Durante más de un milenio, el mundo civilizado –que comprendía la totalidad de la Europa cristiana- vivió inmerso en un profundo teocentrismo o sea que todo giraba en torno a la idea de Dios.
Y fue así como, durante la Edad Media, en el nombre de Dios se luchaba contra el moro en España; en el nombre de Dios se edificaban maravillosas catedrales; en el nombre de Dios el rey ceñía la corona sobre sus sienes para gobernar mirando por el Bien Común de sus súbditos; en el nombre de Dios partían los cruzados a luchar en Tierra Santa; en el nombre de Dios se construían escuelas, orfanatorios, asilos y hospitales; en el nombre de Dios estudiaban los sabios para proclamar la Verdad desde las cátedras universitarias…
Todo se hacía en el nombre de Dios.
Sin embargo, en el siglo XIV algo empezó a cambiar…
Un mercader italiano que dejó el comercio para dedicarse a las letras fue el autor de una de las obras que han dejado una huella profunda en la Literatura Universal.
Dicho personaje fue Giovanni Boccaccio (1313-1375) y la obra es “El Decamerón” que es una colección de cien cuentos que durante diez días son contados por siete damas y tres caballeros que huyeron de la peste negra que asolaba Florencia en 1348.
En aquellos años de la Baja Edad Media la sociedad europea estaba viviendo un período de transición.
Aquellos años decadentes del siglo XIV cuando Boccaccio escribe y difunde su obra no poseen ya el idealismo de la centuria anterior sino que –debido a que surge la clase social de los mercaderes- el materialismo prosaico va dominando las mentalidades.

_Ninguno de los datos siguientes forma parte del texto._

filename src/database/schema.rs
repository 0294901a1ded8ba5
// selected_tag and file_name hold comma-joined lists, see model::list_field.
pub const SCHEMA: &str = "
    CREATE TABLE IF NOT EXISTS stores (
        id INTEGER PRIMARY KEY,
        name TEXT NOT NULL,
        visitation_status INTEGER NOT NULL DEFAULT 2,
        visit_date TEXT,
        selected_tag TEXT NOT NULL DEFAULT '',
        memo TEXT,
        business_hours TEXT,
        phone_number TEXT,
        address TEXT,
        file_name TEXT NOT NULL DEFAULT ''
    );

    CREATE INDEX IF NOT EXISTS idx_stores_status_date
        ON stores (visitation_status, visit_date DESC);

    CREATE INDEX IF NOT EXISTS idx_stores_name ON stores (name);

    CREATE TABLE IF NOT EXISTS tags (
        id INTEGER PRIMARY KEY,
        name TEXT UNIQUE NOT NULL
    );
";
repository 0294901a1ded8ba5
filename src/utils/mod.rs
pub mod config;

Quien lea los cien cuentos de “El Decamerón”, forzosamente, recibirá un mensaje negativo.
Y decimos esto por diversas razones: Porque la moraleja suele ser que los pícaros triunfan y quedan sin castigo en tanto que la gente honrada es presentada como estúpida; porque da consejos que fomentan la infidelidad conyugal; porque se burlan de monjas y frailes; porque alimenta sentimientos de odio y de venganza; y, en general porque se crea un ambiente de tibieza espiritual.

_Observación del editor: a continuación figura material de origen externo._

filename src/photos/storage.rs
use std::fs;
use std::path::{Path, PathBuf};

use anyhow::{Context, Result};
use image::{DynamicImage, ImageFormat};
use rayon::prelude::*;
use tracing::{debug, error, info, warn};
use uuid::Uuid;

use crate::model::Store;

/// A stored photo resolved back to pixels.
#[derive(Debug, Clone)]
pub struct LoadedPhoto {
    pub file_name: String,
    pub image: DynamicImage,
}

/// Photos live as individual PNG files in the documents directory; stores only
/// keep the file names.
#[derive(Debug, Clone)]
pub struct PhotoStore {
    dir: PathBuf,
}

impl PhotoStore {
    pub fn new(dir: impl Into<PathBuf>) -> Result<Self> {
        let dir = dir.into();
        fs::create_dir_all(&dir)
            .with_context(|| format!("Failed to create documents directory {:?}", dir))?;
        Ok(Self { dir })
    }

    pub fn dir(&self) -> &Path {
        &self.dir
    }

    pub fn path_for(&self, file_name: &str) -> PathBuf {
        self.dir.join(file_name)
    }

    /// Writes the image under a fresh `<UUID>.png` name and returns that name.
    pub fn save(&self, image: &DynamicImage) -> Result<String> {
        let file_name = format!("{}.png", Uuid::new_v4().to_string().to_uppercase());
        let path = self.path_for(&file_name);
        image
            .save_with_format(&path, ImageFormat::Png)
            .with_context(|| format!("Failed to write photo {:?}", path))?;
        debug!("Saved photo {}", file_name);
        Ok(file_name)
    }

    /// Saves every pending image and appends the written names to the store.
    /// Failed writes are logged and skipped. Returns the appended names.
    pub fn save_pending(&self, store: &mut Store, pending: &[DynamicImage]) -> Vec<String> {
        if pending.is_empty() {
            debug!("No new photos for '{}'", store.name);
            return Vec::new();
        }

        let saved: Vec<String> = pending
            .par_iter()
            .filter_map(|image| match self.save(image) {
                Ok(name) => Some(name),
                Err(e) => {
                    error!("Photo save failed: {:#}", e);
                    None
                }
            })
            .collect();

        store.file_names.extend(saved.iter().cloned());
        info!("Attached {} photo(s) to '{}'", saved.len(), store.name);
        saved
    }

    /// Resolves file names to images. Unreadable entries are dropped.
    pub fn load(&self, file_names: &[String]) -> Vec<LoadedPhoto> {
        file_names
            .par_iter()
            .filter(|name| !name.is_empty())
            .filter_map(|name| match image::open(self.path_for(name)) {
                Ok(image) => Some(LoadedPhoto {
                    file_name: name.clone(),
                    image,
                }),
                Err(e) => {
                    debug!("Photo {} unavailable: {}", name, e);
                    None
                }
            })
            .collect()
    }

    /// Best-effort removal; returns how many files were deleted.
    pub fn remove(&self, file_names: &[String]) -> usize {
        let mut removed = 0;
        for name in file_names.iter().filter(|n| !n.is_empty()) {
            match fs::remove_file(self.path_for(name)) {
                Ok(()) => removed += 1,
                Err(e) => warn!("Failed to remove photo {}: {}", name, e),
            }
        }
        removed
    }
}

#[cfg(test)]
mod tests {
    use super::*;
    use image::{Rgb, RgbImage};

    fn sample_image(shade: u8) -> DynamicImage {
        DynamicImage::ImageRgb8(RgbImage::from_pixel(4, 3, Rgb([shade, 0, 255 - shade])))
    }

    #[test]
    fn test_save_then_load() -> Result<()> {
        let tmp = tempfile::tempdir()?;
        let photos = PhotoStore::new(tmp.path().join("documents"))?;

        let name = photos.save(&sample_image(10))?;
        assert!(name.ends_with(".png"));
        assert_eq!(name.len(), 36 + 4);
        assert_eq!(name, name.to_uppercase().replace(".PNG", ".png"));

        let loaded = photos.load(&[name.clone()]);
        assert_eq!(loaded.len(), 1);
        assert_eq!(loaded[0].file_name, name);
        assert_eq!(loaded[0].image.width(), 4);
        Ok(())
    }

    #[test]
    fn test_save_pending_appends_names() -> Result<()> {
        let tmp = tempfile::tempdir()?;
        let photos = PhotoStore::new(tmp.path())?;
        let mut store = Store::new("Sushi A");
        store.file_names = vec!["EXISTING.png".into()];

        let added = photos.save_pending(&mut store, &[sample_image(1), sample_image(2)]);
        assert_eq!(added.len(), 2);
        assert_eq!(store.file_names.len(), 3);
        assert_eq!(store.file_names[0], "EXISTING.png");
        assert_ne!(added[0], added[1]);
        Ok(())
    }

    #[test]
    fn test_save_pending_without_photos_is_noop() -> Result<()> {
        let tmp = tempfile::tempdir()?;
        let photos = PhotoStore::new(tmp.path())?;
        let mut store = Store::new("Ramen B");
        store.file_names = vec!["A.png".into(), "B.png".into()];
        let before = store.file_names.clone();

        assert!(photos.save_pending(&mut store, &[]).is_empty());
        assert_eq!(store.file_names, before);
        Ok(())
    }

    #[test]
    fn test_load_drops_missing_and_corrupt_files() -> Result<()> {
        let tmp = tempfile::tempdir()?;
        let photos = PhotoStore::new(tmp.path())?;
        let good = photos.save(&sample_image(50))?;
        fs::write(photos.path_for("BROKEN.png"), b"not a png")?;

        let names = vec![
            "MISSING.png".to_string(),
            good.clone(),
            String::new(),
            "BROKEN.png".to_string(),
        ];
        let loaded = photos.load(&names);
        assert_eq!(loaded.len(), 1);
        assert_eq!(loaded[0].file_name, good);
        Ok(())
    }

    #[test]
    fn test_remove_is_best_effort() -> Result<()> {
        let tmp = tempfile::tempdir()?;
        let photos = PhotoStore::new(tmp.path())?;
        let name = photos.save(&sample_image(3))?;
        assert_eq!(photos.remove(&[name.clone(), "NOPE.png".into()]), 1);
        assert!(!photos.path_for(&name).exists());
        Ok(())
    }
}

El caso fue que “El Decamerón”, al igual que muchas obras que vinieron después, contribuyó a cambiar la mentalidad de las generaciones que vinieron detrás.
Una obra que, al relajar las costumbres, fue preparando una mentalidad que mucho ayudó a los reformadores protestantes que llegarían en el siglo XVI.

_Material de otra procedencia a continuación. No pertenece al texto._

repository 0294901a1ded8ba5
use anyhow::Result;
use crossbeam::channel::Receiver;
use tracing::{info, warn};

use crate::database::StoreRepository;
use crate::filter::StoreFilter;
use crate::model::{Store, VisitationStatus};
use crate::photos::PhotoStore;
use crate::state::{Reducer, StateStore};

/// The store list screen.
#[derive(Debug, Clone, Default, PartialEq)]
pub struct HomeState {
    pub status: VisitationStatus,
    pub selected_tags: Vec<String>,
    pub name_query: String,
    /// Result of the last listing query for `status`, visit date descending.
    pub stores: Vec<Store>,
    /// Store awaiting delete confirmation.
    pub pending_delete: Option<i64>,
}

#[derive(Debug, Clone)]
pub enum HomeAction {
    SelectStatus(VisitationStatus),
    SetTags(Vec<String>),
    ToggleTag(String),
    SetNameQuery(String),
    StoresLoaded(Vec<Store>),
    RequestDelete(i64),
    CancelDelete,
    StoreDeleted(i64),
}

impl HomeState {
    pub fn filter(&self) -> StoreFilter {
        StoreFilter::new(self.selected_tags.clone(), self.name_query.clone())
    }

    pub fn visible_stores(&self) -> Vec<&Store> {
        self.filter().apply(&self.stores)
    }
}

impl Reducer for HomeState {
    type Action = HomeAction;

    fn reduce(&mut self, action: HomeAction) -> bool {
        match action {
            HomeAction::SelectStatus(status) => {
                if self.status == status {
                    return false;
                }
                self.status = status;
                self.stores.clear();
            }
            HomeAction::SetTags(tags) => {
                if self.selected_tags == tags {
                    return false;
                }
                self.selected_tags = tags;
            }
            HomeAction::ToggleTag(tag) => {
                if let Some(pos) = self.selected_tags.iter().position(|t| *t == tag) {
                    self.selected_tags.remove(pos);
                } else {
                    self.selected_tags.push(tag);
                }
            }
            HomeAction::SetNameQuery(query) => {
                if self.name_query == query {
                    return false;
                }
                self.name_query = query;
            }
            HomeAction::StoresLoaded(stores) => self.stores = stores,
            HomeAction::RequestDelete(id) => self.pending_delete = Some(id),
            HomeAction::CancelDelete => return self.pending_delete.take().is_some(),
            HomeAction::StoreDeleted(id) => {
                self.pending_delete = None;
                self.stores.retain(|s| s.id != Some(id));
            }
        }
        true
    }
}

/// Binds the home state to the repository: status changes re-run the listing
/// query, confirmed deletes hit the database and the photo directory.
pub struct HomeController<'a> {
    repo: &'a StoreRepository,
    photos: &'a PhotoStore,
    store: StateStore<HomeState>,
}

impl<'a> HomeController<'a> {
    pub fn new(repo: &'a StoreRepository, photos: &'a PhotoStore) -> Result<Self> {
        let mut controller = Self {
            repo,
            photos,
            store: StateStore::new(HomeState::default()),
        };
        controller.reload()?;
        Ok(controller)
    }

    pub fn state(&self) -> &HomeState {
        self.store.state()
    }

    pub fn subscribe(&mut self) -> Receiver<u64> {
        self.store.subscribe()
    }

    pub fn reload(&mut self) -> Result<()> {
        let stores = self.repo.fetch_stores(self.state().status)?;
        self.store.dispatch(HomeAction::StoresLoaded(stores));
        Ok(())
    }

    pub fn select_status(&mut self, status: VisitationStatus) -> Result<()> {
        if self.store.dispatch(HomeAction::SelectStatus(status)) {
            self.reload()?;
        }
        Ok(())
    }

    pub fn set_tags(&mut self, tags: Vec<String>) {
        self.store.dispatch(HomeAction::SetTags(tags));
    }

    pub fn toggle_tag(&mut self, tag: impl Into<String>) {
        self.store.dispatch(HomeAction::ToggleTag(tag.into()));
    }

    pub fn set_name_query(&mut self, query: impl Into<String>) {
        self.store.dispatch(HomeAction::SetNameQuery(query.into()));
    }

    pub fn visible_stores(&self) -> Vec<&Store> {
        self.state().visible_stores()
    }

    pub fn request_delete(&mut self, id: i64) {
        self.store.dispatch(HomeAction::RequestDelete(id));
    }

    pub fn cancel_delete(&mut self) {
        self.store.dispatch(HomeAction::CancelDelete);
    }

    /// Deletes the store awaiting confirmation, along with its photo files.
    pub fn confirm_delete(&mut self) -> Result<Option<Store>> {
        let Some(id) = self.state().pending_delete else {
            warn!("Delete confirmed with nothing pending");
            return Ok(None);
        };
        let removed = self.repo.delete_store(id)?;
        if let Some(store) = &removed {
            let files = self.photos.remove(&store.file_names);
            info!("Removed {} photo file(s) of '{}'", files, store.name);
        }
        self.store.dispatch(HomeAction::StoreDeleted(id));
        Ok(removed)
    }
}

#[cfg(test)]
mod tests {
    use super::*;
    use chrono::NaiveDate;
    use image::{DynamicImage, RgbImage};

    fn seed(repo: &StoreRepository, name: &str, status: VisitationStatus, tags: &[&str], day: u32) -> Result<i64> {
        let mut s = Store::new(name);
        s.visitation_status = status;
        s.visit_date = NaiveDate::from_ymd_opt(2024, 5, day);
        s.selected_tags = tags.iter().map(|t| t.to_string()).collect();
        repo.insert_store(&s)
    }

    fn names(stores: Vec<&Store>) -> Vec<String> {
        stores.into_iter().map(|s| s.name.clone()).collect()
    }

    #[test]
    fn test_status_switch_requeries() -> Result<()> {
        let tmp = tempfile::tempdir()?;
        let photos = PhotoStore::new(tmp.path())?;
        let repo = StoreRepository::open_in_memory()?;
        seed(&repo, "Sushi A", VisitationStatus::Visited, &["lunch", "cheap"], 1)?;
        seed(&repo, "Ramen B", VisitationStatus::Visited, &["lunch"], 2)?;
        seed(&repo, "Bistro C", VisitationStatus::Interested, &["lunch"], 3)?;

        let mut home = HomeController::new(&repo, &photos)?;
        let changes = home.subscribe();
        assert_eq!(names(home.visible_stores()), vec!["Ramen B", "Sushi A"]);

        home.select_status(VisitationStatus::Interested)?;
        assert_eq!(names(home.visible_stores()), vec!["Bistro C"]);
        assert!(home
            .state()
            .stores
            .iter()
            .all(|s| s.visitation_status == VisitationStatus::Interested));
        assert_eq!(changes.try_iter().count(), 2);
        Ok(())
    }

    #[test]
    fn test_filters_apply_on_top_of_listing() -> Result<()> {
        let tmp = tempfile::tempdir()?;
        let photos = PhotoStore::new(tmp.path())?;
        let repo = StoreRepository::open_in_memory()?;
        seed(&repo, "Sushi A", VisitationStatus::Visited, &["lunch", "cheap"], 1)?;
        seed(&repo, "Ramen B", VisitationStatus::Visited, &["lunch"], 2)?;

        let mut home = HomeController::new(&repo, &photos)?;
        home.toggle_tag("lunch");
        assert_eq!(home.visible_stores().len(), 2);
        home.toggle_tag("cheap");
        assert_eq!(names(home.visible_stores()), vec!["Sushi A"]);
        home.toggle_tag("cheap");
        home.set_name_query("RAMEN");
        assert_eq!(names(home.visible_stores()), vec!["Ramen B"]);
        Ok(())
    }

    #[test]
    fn test_delete_needs_confirmation_and_removes_photos() -> Result<()> {
        let tmp = tempfile::tempdir()?;
        let photos = PhotoStore::new(tmp.path())?;
        let repo = StoreRepository::open_in_memory()?;

        let mut s = Store::new("Sushi A");
        let file = photos.save(&DynamicImage::ImageRgb8(RgbImage::new(1, 1)))?;
        s.file_names = vec![file.clone()];
        let id = repo.insert_store(&s)?;

        let mut home = HomeController::new(&repo, &photos)?;
        home.request_delete(id);
        home.cancel_delete();
        assert!(home.confirm_delete()?.is_none());
        assert!(repo.fetch_store(id)?.is_some());

        home.request_delete(id);
        let removed = home.confirm_delete()?.unwrap();
        assert_eq!(removed.name, "Sushi A");
        assert!(repo.fetch_store(id)?.is_none());
        assert!(home.state().stores.is_empty());
        assert!(!photos.path_for(&file).exists());
        Ok(())
    }
}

El caso fue que, tras la llegada del Renacimiento que volvió los ojos a la antigüedad pagana, la sociedad dejó de ser teocéntricas para volverse antropocéntrica.
A partir de entonces, el centro de la vida social sería el hombre lleno de soberbia que, sometido por los instintos de la concupiscencia, sería capaz de cometer las peores barbaridades.
No nos cabe la menor duda de que si esta mentalidad antropocéntrica empezó a predominar en la sociedad ello en gran parte se debió a que encontró el terreno abonado por autores como Boccaccio que ayudaron a corromper las costumbres.
Y fue así como en los primeros años del siglo XVI nos encontramos con una serie de elementos nocivos que van a contribuir para que las ideas de Lutero, Calvino, Zwinglio y demás reformadores se propaguen como incendio en un pajar.
Uno de esos elementos que mucho contribuyó a la difusión de las nuevas ideas fue la invención de la imprenta, un artefacto que al ser neutro en sí mismo puede hacer mucho bien o mucho mal según la intención de quien lo maneje.
Antes de la invención de la imprenta, la cultura se refugiaba en los monasterios y se difundía gracias a los monjes amanuenses que copiaban los libros que caían en sus manos.
Ni duda cabe que, al ser monjes los copistas, ello implicaba una censura que impedía la difusión de ideas nocivas.
Pues bien –como arriba dijimos- cuando la imprenta aparece en el escenario, desaparece la censura y ello facilita que se impriman todo tipo de obras, no importando si eran morales o inmorales.
Y “El Decamerón” fue una de esas obras que, al circular sin el freno de la censura, llegó a todos los ambientes, corrompió criterios y fue causa de numerosos males.